According to the operative report of Dr. Halaswamy, Parrish was placed under fluoroscopy and injected at the C3-4 level with a mixture of Dexamethasone and Kenalog, a particulate steroid.

"Within a matter of seconds, Parrish's left upper extremity contracted and he began exhibiting symptoms of a stroke," the complaint states. "Dr. Halaswamy abandoned the injection, monitored Parrish in the hospital room for approximately one hour and then decided to intubate him."

Critical care consultants were then called in, and the decision was made by neurosurgeon Dr. Erwin Lo that an emergency ventriculostomy followed by a decompressive craniectomy was needed to counter the swelling in Parrish's brain, the suit states.

The massive stroke left Parrish with permanent brain damage and severe residual limitations, the plaintiffs claim.

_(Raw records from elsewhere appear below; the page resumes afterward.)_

impl Board for KanboardClient {
    fn snapshot(&self) -> Result<Snapshot> {
        let pid = self.project_id()?;
        let board = self.rpc("getBoard", json!({ "project_id": pid }))?;
        let swimlanes = board
            .as_array()
            .ok_or_else(|| anyhow!("unexpected getBoard payload"))?;

        let mut column_ids: BTreeMap<Column, i64> = BTreeMap::new();
        let mut swimlane_by_task: BTreeMap<i64, i64> = BTreeMap::new();
        let mut default_swimlane: Option<i64> = None;
        let mut snapshot = Snapshot::default();

        for swimlane in swimlanes {
            let swimlane_id = swimlane.get("id").and_then(as_i64).unwrap_or(0);
            let swimlane_name = swimlane
                .get("name")
                .and_then(|v| v.as_str())
                .unwrap_or("Default swimlane")
                .to_string();
            default_swimlane.get_or_insert(swimlane_id);
            let columns = swimlane
                .get("columns")
                .and_then(|v| v.as_array())
                .cloned()
                .unwrap_or_default();
            for column_value in columns {
                let title = column_value
                    .get("title")
                    .and_then(|v| v.as_str())
                    .unwrap_or("");
                let Some(column) = Column::from_title(title) else {
                    continue;
                };
                if let Some(col_id) = column_value.get("id").and_then(as_i64) {
                    column_ids.entry(column).or_insert(col_id);
                }
                if column == Column::Documentation {
                    snapshot.has_docs_column = true;
                }
                let tasks = column_value
                    .get("tasks")
                    .and_then(|v| v.as_array())
                    .cloned()
                    .unwrap_or_default();
                for task_value in tasks {
                    let Some(id) = task_value.get("id").and_then(as_i64) else {
                        continue;
                    };
                    swimlane_by_task.insert(id, swimlane_id);
                    let position = task_value
                        .get("position")
                        .and_then(as_i64)
                        .unwrap_or(i64::MAX);
                    let title = task_value
                        .get("title")
                        .and_then(|v| v.as_str())
                        .unwrap_or("")
                        .trim()
                        .to_string();
                    // getBoard omits descriptions in some board versions.
                    let description = match task_value.get("description") {
                        Some(Value::String(s)) => s.clone(),
                        _ => {
                            let full = self.rpc("getTask", json!([id]))?;
                            full.get("description")
                                .and_then(|v| v.as_str())
                                .unwrap_or("")
                                .to_string()
                        }
                    };
                    let tags = self.task_tags(id)?;
                    snapshot.tasks.push(BoardTask {
                        id,
                        column,
                        position,
                        swimlane: swimlane_name.clone(),
                        title,
                        description,
                        tags: tags.into_iter().collect(),
                    });
                }
            }
        }

        let mut cache = self.cache.borrow_mut();
        cache.column_ids = column_ids;
        cache.swimlane_by_task = swimlane_by_task;
        if cache.default_swimlane.is_none() {
            cache.default_swimlane = default_swimlane;
        }
        drop(cache);

        debug!(tasks = snapshot.tasks.len(), docs = snapshot.has_docs_column, "board snapshot");
        Ok(snapshot)
    }

    fn move_task(&self, id: i64, to: Column) -> Result<()> {
        let pid = self.project_id()?;
        let column_id = self.column_id(to)?;
        let swimlane_id = self.swimlane_for(id)?;
        self.rpc(
            "moveTaskPosition",
            json!({
                "project_id": pid,
                "task_id": id,
                "column_id": column_id,
                "position": 1,
                "swimlane_id": swimlane_id,
            }),
        )?;
        Ok(())
    }

    fn add_tags(&self, id: i64, tags: &[String]) -> Result<()> {
        let existing = self.task_tags(id)?;
        if let Some(merged) = merged_tags(&existing, tags) {
            self.set_task_tags(id, &merged)?;
        }
        Ok(())
    }

    fn remove_tags(&self, id: i64, tags: &[String]) -> Result<()> {
        let existing = self.task_tags(id)?;
        if let Some(pruned) = pruned_tags(&existing, tags) {
            self.set_task_tags(id, &pruned)?;
        }
        Ok(())
    }

    fn post_comment(&self, id: i64, text: &str) -> Result<()> {
        if text.trim().is_empty() {
            return Ok(());
        }
        let user_id = self.comment_user_id()?;
        self.rpc(
            "createComment",
            json!({ "task_id": id, "user_id": user_id, "content": text }),
        )?;
        Ok(())
    }

    fn create_task(
        &self,
        column: Column,
        title: &str,
        description: &str,
        tags: &[String],
    ) -> Result<i64> {
        let pid = self.project_id()?;
        let column_id = self.column_id(column)?;
        let result = self.rpc(
            "createTask",
            json!({
                "title": title,
                "project_id": pid,
                "column_id": column_id,
                "description": description,
            }),
        )?;
        let id = as_i64(&result).ok_or_else(|| anyhow!("createTask returned no id"))?;
        if !tags.is_empty() {
            self.set_task_tags(id, tags)?;
        }
        Ok(id)
    }

    fn get_task(&self, id: i64) -> Result<Option<BoardTask>> {
        let task = self.rpc("getTask", json!([id]))?;
        if task.is_null() {
            return Ok(None);
        }
        let title = task.get("title").and_then(|v| v.as_str()).unwrap_or("").to_string();
        let description = task
            .get("description")
            .and_then(|v| v.as_str())
            .unwrap_or("")
            .to_string();
        let tags = self.task_tags(id)?;
        Ok(Some(BoardTask {
            id,
            column: Column::Backlog,
            position: task.get("position").and_then(as_i64).unwrap_or(i64::MAX),
            swimlane: String::new(),
            title,
            description,
            tags: tags.into_iter().collect(),
        }))
    }
}
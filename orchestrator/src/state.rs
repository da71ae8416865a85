//! Persisted orchestrator state document.
//!
//! A single JSON blob keyed by task id. The reconciler is the only writer;
//! it overwrites the document atomically at the end of each tick. Unknown
//! fields survive a load/save round-trip so newer fields added by other
//! versions are never dropped (migrations are field-additive).

use std::collections::BTreeMap;
use std::path::PathBuf;

use serde::{Deserialize, Serialize};

pub const STATE_SCHEMA_VERSION: u32 = 1;

/// Kind of child run an entry points at.
#[derive(Debug, Clone, Copy, PartialEq, Eq, PartialOrd, Ord, Serialize, Deserialize)]
#[serde(rename_all = "lowercase")]
pub enum RunKind {
    Worker,
    Reviewer,
    Docs,
}

impl RunKind {
    pub fn as_str(self) -> &'static str {
        match self {
            RunKind::Worker => "worker",
            RunKind::Reviewer => "review",
            RunKind::Docs => "docs",
        }
    }
}

/// State record pointing at the *current* run for a task and kind.
///
/// Only the paths recorded here are authoritative; completion files found
/// anywhere else are ignored (stale-path rule).
#[derive(Debug, Clone, PartialEq, Eq, Serialize, Deserialize)]
#[serde(rename_all = "camelCase", default)]
pub struct RunEntry {
    pub kind: RunKind,
    pub run_id: String,
    pub run_dir: PathBuf,
    pub exec_session_id: Option<String>,
    pub log_path: PathBuf,
    pub patch_path: Option<PathBuf>,
    pub comment_path: Option<PathBuf>,
    pub done_path: Option<PathBuf>,
    pub result_path: Option<PathBuf>,
    pub started_at_ms: i64,
    pub repo_key: String,
    pub repo_path: String,
    pub review_revision: Option<String>,
}

impl Default for RunEntry {
    fn default() -> Self {
        Self {
            kind: RunKind::Worker,
            run_id: String::new(),
            run_dir: PathBuf::new(),
            exec_session_id: None,
            log_path: PathBuf::new(),
            patch_path: None,
            comment_path: None,
            done_path: None,
            result_path: None,
            started_at_ms: 0,
            repo_key: String::new(),
            repo_path: String::new(),
            review_revision: None,
        }
    }
}

/// Stored review outcome, kept so the checklist comment is posted once.
#[derive(Debug, Clone, PartialEq, Eq, Serialize, Deserialize, Default)]
#[serde(rename_all = "camelCase", default)]
pub struct StoredReview {
    pub score: u32,
    pub verdict: String,
    pub critical_items: Vec<String>,
    pub notes: String,
    pub review_revision: Option<String>,
    pub stored_at_ms: i64,
}

/// Patch produced by the last completed worker run for a task.
///
/// Recorded when a task moves WIP -> Review so reviewers and docs workers can
/// be pointed at the patch after the worker entry is cleared.
#[derive(Debug, Clone, PartialEq, Eq, Serialize, Deserialize, Default)]
#[serde(rename_all = "camelCase", default)]
pub struct PatchRecord {
    pub patch_path: PathBuf,
    pub revision: String,
    pub recorded_at_ms: i64,
}

/// Bookkeeping for a task paused because a critical preempted it.
#[derive(Debug, Clone, PartialEq, Eq, Serialize, Deserialize, Default)]
#[serde(rename_all = "camelCase", default)]
pub struct PausedByCritical {
    pub critical_task_id: i64,
    pub paused_at_ms: i64,
    /// True when the generic `paused` tag was added by us (and only for the
    /// critical); it is removed again on resume iff no other pause reason
    /// remains.
    pub added_paused: bool,
}

/// One review rework attempt (for the same-revision thrash guard).
#[derive(Debug, Clone, PartialEq, Eq, Serialize, Deserialize, Default)]
#[serde(rename_all = "camelCase", default)]
pub struct ReworkAttempt {
    pub at_ms: i64,
    pub review_revision: String,
    pub score: u32,
    pub verdict: String,
}

/// Repo mapping resolved for a task (diagnostics only).
#[derive(Debug, Clone, PartialEq, Eq, Serialize, Deserialize, Default)]
#[serde(rename_all = "camelCase", default)]
pub struct RepoRecord {
    pub key: String,
    pub path: String,
    pub resolved_at_ms: i64,
}

/// Notification dedup window.
#[derive(Debug, Clone, PartialEq, Eq, Serialize, Deserialize, Default)]
#[serde(rename_all = "camelCase", default)]
pub struct NotifyDedup {
    pub last_digest: String,
    pub last_at_s: i64,
}

/// The whole persisted state document.
#[derive(Debug, Clone, PartialEq, Serialize, Deserialize)]
#[serde(rename_all = "camelCase", default)]
pub struct StateDoc {
    pub schema_version: u32,
    pub dry_run: bool,
    pub dry_run_runs_remaining: u32,
    /// Last board mutation per task (epoch ms), for the cross-tick cooldown.
    pub last_actions_by_task_id: BTreeMap<String, i64>,
    pub swimlane_priority: Vec<String>,
    pub repo_map: BTreeMap<String, String>,
    pub repo_by_task_id: BTreeMap<String, RepoRecord>,
    pub workers_by_task_id: BTreeMap<String, RunEntry>,
    pub reviewers_by_task_id: BTreeMap<String, RunEntry>,
    pub docs_by_task_id: BTreeMap<String, RunEntry>,
    pub patches_by_task_id: BTreeMap<String, PatchRecord>,
    pub review_results_by_task_id: BTreeMap<String, StoredReview>,
    pub review_rework_history_by_task_id: BTreeMap<String, Vec<ReworkAttempt>>,
    pub respawn_history_by_task_id: BTreeMap<String, Vec<i64>>,
    pub paused_by_critical: BTreeMap<String, PausedByCritical>,
    pub auto_blocked_by_orchestrator: BTreeMap<String, String>,
    pub repo_comment_by_task_id: BTreeMap<String, i64>,
    pub reviewer_spawn_failures_by_task_id: BTreeMap<String, u32>,
    pub docs_spawn_failures_by_task_id: BTreeMap<String, u32>,
    pub docs_timeout_restarts_by_task_id: BTreeMap<String, u32>,
    pub notify: Option<NotifyDedup>,
    /// Fields written by other (newer) versions; preserved verbatim.
    #[serde(flatten)]
    pub extra: BTreeMap<String, serde_json::Value>,
}

impl Default for StateDoc {
    fn default() -> Self {
        Self {
            schema_version: STATE_SCHEMA_VERSION,
            dry_run: false,
            dry_run_runs_remaining: 0,
            last_actions_by_task_id: BTreeMap::new(),
            swimlane_priority: vec!["Default swimlane".to_string()],
            repo_map: BTreeMap::new(),
            repo_by_task_id: BTreeMap::new(),
            workers_by_task_id: BTreeMap::new(),
            reviewers_by_task_id: BTreeMap::new(),
            docs_by_task_id: BTreeMap::new(),
            patches_by_task_id: BTreeMap::new(),
            review_results_by_task_id: BTreeMap::new(),
            review_rework_history_by_task_id: BTreeMap::new(),
            respawn_history_by_task_id: BTreeMap::new(),
            paused_by_critical: BTreeMap::new(),
            auto_blocked_by_orchestrator: BTreeMap::new(),
            repo_comment_by_task_id: BTreeMap::new(),
            reviewer_spawn_failures_by_task_id: BTreeMap::new(),
            docs_spawn_failures_by_task_id: BTreeMap::new(),
            docs_timeout_restarts_by_task_id: BTreeMap::new(),
            notify: None,
            extra: BTreeMap::new(),
        }
    }
}

impl StateDoc {
    /// Fresh document for a first run, armed with the configured number of
    /// dry-run ticks.
    pub fn first_run(dry_runs: u32) -> Self {
        Self {
            dry_run: dry_runs > 0,
            dry_run_runs_remaining: dry_runs,
            ..Self::default()
        }
    }

    pub fn entry(&self, kind: RunKind, task_id: i64) -> Option<&RunEntry> {
        self.entries(kind).get(&task_id.to_string())
    }

    pub fn entries(&self, kind: RunKind) -> &BTreeMap<String, RunEntry> {
        match kind {
            RunKind::Worker => &self.workers_by_task_id,
            RunKind::Reviewer => &self.reviewers_by_task_id,
            RunKind::Docs => &self.docs_by_task_id,
        }
    }

    pub fn entries_mut(&mut self, kind: RunKind) -> &mut BTreeMap<String, RunEntry> {
        match kind {
            RunKind::Worker => &mut self.workers_by_task_id,
            RunKind::Reviewer => &mut self.reviewers_by_task_id,
            RunKind::Docs => &mut self.docs_by_task_id,
        }
    }

    /// True if `run_id` already appears in any entry map. Each run id must be
    /// recorded at most once over the lifetime of the document.
    pub fn run_id_in_use(&self, run_id: &str) -> bool {
        [RunKind::Worker, RunKind::Reviewer, RunKind::Docs]
            .iter()
            .flat_map(|kind| self.entries(*kind).values())
            .any(|entry| entry.run_id == run_id)
    }

    pub fn last_action_ms(&self, task_id: i64) -> Option<i64> {
        self.last_actions_by_task_id
            .get(&task_id.to_string())
            .copied()
    }
}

Court documents state that on Dec. 27, 2007, St. Elizabeth hospital records noted Parrish with "terminal and irreversible" symptoms. By Jan. 7, 2008, Parrish was diagnosed as being in a "locked-in" state, a condition in which Parrish was aware of his surrounding, yet every voluntary muscle in his body was paralyzed.

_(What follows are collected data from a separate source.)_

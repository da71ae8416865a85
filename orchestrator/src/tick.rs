//! One reconciler tick.
//!
//! Acquire the tick lock (abort on contention), snapshot the board, load
//! state, materialize run artifacts, run the pure policy, clamp the
//! proposals to the action budget and per-task cooldown, apply them,
//! persist, heartbeat. Board failures on individual actions degrade to
//! `errors[]` entries; a failed state persist aborts the tick.

use std::fs;

use anyhow::{Context, Result};
use tracing::{info, instrument, warn};

use crate::core::guards;
use crate::core::policy::{self, PolicyInput};
use crate::core::types::{Action, Column, Proposal, Snapshot, TickReport};
use crate::io::board::Board;
use crate::io::config::Config;
use crate::io::heartbeat::{Heartbeat, write_heartbeat};
use crate::io::lock;
use crate::io::notify::Notifier;
use crate::io::repo_map;
use crate::io::runs;
use crate::io::spawn::{SpawnRequest, Spawner, entry_from_handshake};
use crate::io::state_store::{load_state, save_state};
use crate::state::{PausedByCritical, RepoRecord, ReworkAttempt, RunKind, StateDoc};

/// Result of one tick invocation.
#[derive(Debug, Clone, PartialEq)]
pub enum TickOutcome {
    Completed(TickReport),
    /// Another reconciler holds the tick lock; nothing was touched.
    LockContention,
}

/// Run a single reconciler tick.
#[instrument(skip_all)]
pub fn run_tick<B: Board, S: Spawner>(
    board: &B,
    spawner: &S,
    config: &Config,
) -> Result<TickOutcome> {
    let now = crate::now_ms();
    let tick_id = runs::mint_run_id(now);

    let Some(_lock) = lock::acquire(
        &config.lock_path(),
        config.lock_strategy,
        config.lock_wait_ms,
        &tick_id,
        now,
    )?
    else {
        return Ok(TickOutcome::LockContention);
    };

    let mut state = load_state(&config.state_path(), config.first_run_dry_runs);

    // Self-healing repo map: discovered checkouts, explicit file, persisted.
    let discovered = repo_map::discover_repo_map(&config.repo_root);
    let from_file = repo_map::load_repo_map_file(&config.repo_map_path);
    let merged = repo_map::merge_repo_maps(&[&discovered, &from_file, &state.repo_map]);
    if !merged.is_empty() {
        state.repo_map = merged;
    }

    let snapshot = board.snapshot().context("board snapshot")?;
    prune_state(&mut state, &snapshot);

    let registry = runs::materialize(&snapshot, &state, config, now);
    let proposals = policy::plan(&PolicyInput {
        snapshot: &snapshot,
        state: &state,
        registry: &registry,
        config: &config.policy(),
        now_ms: now,
    });

    let dry_run = state.dry_run;
    let mut report = TickReport {
        mode: if dry_run { "DRY_RUN" } else { "LIVE" }.to_string(),
        ..TickReport::default()
    };

    apply_proposals(
        board,
        spawner,
        config,
        &mut state,
        proposals,
        now,
        dry_run,
        &mut report,
    );

    if dry_run && state.dry_run_runs_remaining > 0 {
        state.dry_run_runs_remaining -= 1;
        if state.dry_run_runs_remaining == 0 {
            state.dry_run = false;
            info!("dry-run complete; orchestrator armed");
        }
    }

    for history in state.review_rework_history_by_task_id.values_mut() {
        guards::prune_rework_history(history, now, config.thrash_window_min);
    }

    let notifier = Notifier::new(
        &config.notify_cmd,
        &config.notify_deny_targets,
        config.notify_dedup_seconds,
    );
    notifier.notify(&mut state, &report.actions, &report.errors, now / 1000);

    // Persist before anything else depends on the new truth; a failure here
    // aborts the tick and leaves the heartbeat stale for the guardian.
    save_state(&config.state_path(), &state).context("persist state")?;

    let heartbeat = Heartbeat::now("tick", config.tick_seconds, crate::now_ms());
    write_heartbeat(&config.heartbeat_path(), &heartbeat).context("write heartbeat")?;

    Ok(TickOutcome::Completed(report))
}

/// Drop bookkeeping for tasks that left the columns it belongs to.
fn prune_state(state: &mut StateDoc, snapshot: &Snapshot) {
    let column_of = |key: &str| -> Option<Column> {
        key.parse::<i64>().ok().and_then(|id| snapshot.get(id)).map(|t| t.column)
    };
    state
        .workers_by_task_id
        .retain(|k, _| matches!(column_of(k), Some(Column::Wip | Column::Blocked)));
    state
        .reviewers_by_task_id
        .retain(|k, _| matches!(column_of(k), Some(Column::Review)));
    state
        .docs_by_task_id
        .retain(|k, _| matches!(column_of(k), Some(Column::Documentation)));
    state
        .review_results_by_task_id
        .retain(|k, _| matches!(column_of(k), Some(Column::Review)));
    state
        .reviewer_spawn_failures_by_task_id
        .retain(|k, _| matches!(column_of(k), Some(Column::Review)));
    state
        .docs_spawn_failures_by_task_id
        .retain(|k, _| matches!(column_of(k), Some(Column::Documentation)));
    state
        .docs_timeout_restarts_by_task_id
        .retain(|k, _| matches!(column_of(k), Some(Column::Documentation)));
    state
        .patches_by_task_id
        .retain(|k, _| !matches!(column_of(k), Some(Column::Done) | None));
    state
        .auto_blocked_by_orchestrator
        .retain(|k, _| matches!(column_of(k), Some(Column::Blocked | Column::Backlog)));
}

#[allow(clippy::too_many_arguments)]
fn apply_proposals<B: Board, S: Spawner>(
    board: &B,
    spawner: &S,
    config: &Config,
    state: &mut StateDoc,
    proposals: Vec<Proposal>,
    now: i64,
    dry_run: bool,
    report: &mut TickReport,
) {
    let started = std::time::Instant::now();
    let deadline = std::time::Duration::from_millis(config.tick_budget_ms.max(1));
    let mut budget = config.action_budget;
    // Cooldown decisions use the timestamps as of the start of the tick, so
    // Backlog -> Ready -> WIP can happen within a single tick.
    let last_actions_prev = state.last_actions_by_task_id.clone();

    for proposal in proposals {
        if started.elapsed() >= deadline {
            report
                .errors
                .push("tick budget exceeded; remaining proposals surrendered".to_string());
            break;
        }
        if !proposal.cooldown_exempt {
            if let Some(id) = proposal.task_id {
                let last = last_actions_prev.get(&id.to_string()).copied();
                if !guards::cooled(last, now, config.cooldown_min) {
                    continue;
                }
            }
        }
        if proposal.cost > 0 && budget == 0 {
            continue;
        }

        if dry_run {
            report.actions.push(format!("Would: {}", proposal.label));
            budget = budget.saturating_sub(proposal.cost);
            continue;
        }

        let applied = apply_actions(board, spawner, config, state, &proposal, now, report);
        if proposal.cost > 0 {
            if let Some(id) = proposal.task_id {
                state.last_actions_by_task_id.insert(id.to_string(), now);
            }
        }
        match applied {
            AppliedProposal::Completed => report.actions.push(proposal.label),
            AppliedProposal::Aborted(why) => {
                report.actions.push(format!("{} ({why})", proposal.label));
            }
        }
        budget = budget.saturating_sub(proposal.cost);
    }
}

enum AppliedProposal {
    Completed,
    /// The proposal stopped early; the suffix says why.
    Aborted(&'static str),
}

After months of severe and intensive therapy, Parrish has been confined to a wheelchair and is now mentally and physically incapacitated, the suit states.

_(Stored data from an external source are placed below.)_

//! Run child commands with a timeout and bounded output capture.

use std::io::Read;
use std::process::{Command, ExitStatus, Stdio};
use std::thread;
use std::time::Duration;

use anyhow::{Context, Result, anyhow};
use wait_timeout::ChildExt;

/// Captured child process output.
#[derive(Debug)]
pub struct CommandOutput {
    pub status: ExitStatus,
    pub stdout: Vec<u8>,
    pub stderr: Vec<u8>,
    pub timed_out: bool,
}

impl CommandOutput {
    pub fn stdout_text(&self) -> String {
        String::from_utf8_lossy(&self.stdout).into_owned()
    }
}

/// Run a command, capturing stdout/stderr concurrently so pipes cannot
/// deadlock. `output_limit_bytes` bounds the bytes kept in memory; the rest
/// is drained and discarded. A child that outlives `timeout` is killed.
pub fn run_command_with_timeout(
    mut cmd: Command,
    timeout: Duration,
    output_limit_bytes: usize,
) -> Result<CommandOutput> {
    cmd.stdin(Stdio::null()).stdout(Stdio::piped()).stderr(Stdio::piped());

    let mut child = cmd.spawn().context("spawn command")?;

    let stdout = child
        .stdout
        .take()
        .ok_or_else(|| anyhow!("stdout was not piped"))?;
    let stderr = child
        .stderr
        .take()
        .ok_or_else(|| anyhow!("stderr was not piped"))?;

    let stdout_handle = thread::spawn(move || read_stream_limited(stdout, output_limit_bytes));
    let stderr_handle = thread::spawn(move || read_stream_limited(stderr, output_limit_bytes));

    let mut timed_out = false;
    let status = match child.wait_timeout(timeout).context("wait for command")? {
        Some(status) => status,
        None => {
            timed_out = true;
            child.kill().context("kill command")?;
            child.wait().context("wait command after kill")?
        }
    };

    let stdout = join_output(stdout_handle).context("join stdout")?;
    let stderr = join_output(stderr_handle).context("join stderr")?;

    Ok(CommandOutput { status, stdout, stderr, timed_out })
}

fn join_output(handle: thread::JoinHandle<Result<Vec<u8>>>) -> Result<Vec<u8>> {
    match handle.join() {
        Ok(result) => result,
        Err(_) => Err(anyhow!("output reader thread panicked")),
    }
}

fn read_stream_limited<R: Read>(mut reader: R, limit: usize) -> Result<Vec<u8>> {
    let mut buf = Vec::new();
    let mut chunk = [0u8; 8192];

    loop {
        let n = reader.read(&mut chunk).context("read output")?;
        if n == 0 {
            break;
        }
        let remaining = limit.saturating_sub(buf.len());
        if remaining > 0 {
            buf.extend_from_slice(&chunk[..n.min(remaining)]);
        }
    }

    Ok(buf)
}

According to the complaint, after Parrish left the hospital, it was discovered in his medical chart that Dr. Halaswamy had performed a cervical transforaminal injection, one that is considered in the medical community to be dangerous due to its proximity to the nervous system.

In addition, neither Dr. Halaswamy's operative report nor the medical records of St. Elizabeth document that contrast dye was utilized by Dr. Halaswamy before inserting the needle. Without contrast dye, Dr. Halaswamy was not able to confirm proper needle placement, the suit claims.

The plaintiffs allege the medical standard of care applicable during the time of Parrish's injection was to administer contrast dye prior to injecting a needle into the cervical space in order to avoid injecting the vertebral arteries.

"Dr. Halaswamy's failure to use contrast dye in the procedure was below the standard of care for a practicing pain management physician, and his breach of the standard of care led to Parrish's suffering permanent and life-altering physical and mental injuries from which he will never recover," the complaint states.

The plaintiffs claim that had Rollie Parrish been properly informed of the complications and been made aware of the risks, it is likely that he would have declined to undergo the procedure.

Collin Cobb of Chambers, Templeton, Thomas & Brinkley in Beaumont and Barry Bennett of Eddins & Bennett Law Firm LLP in Beaumont are representing the plaintiffs.

The case has been assigned to Judge Gary Sanderson, 60th District Court.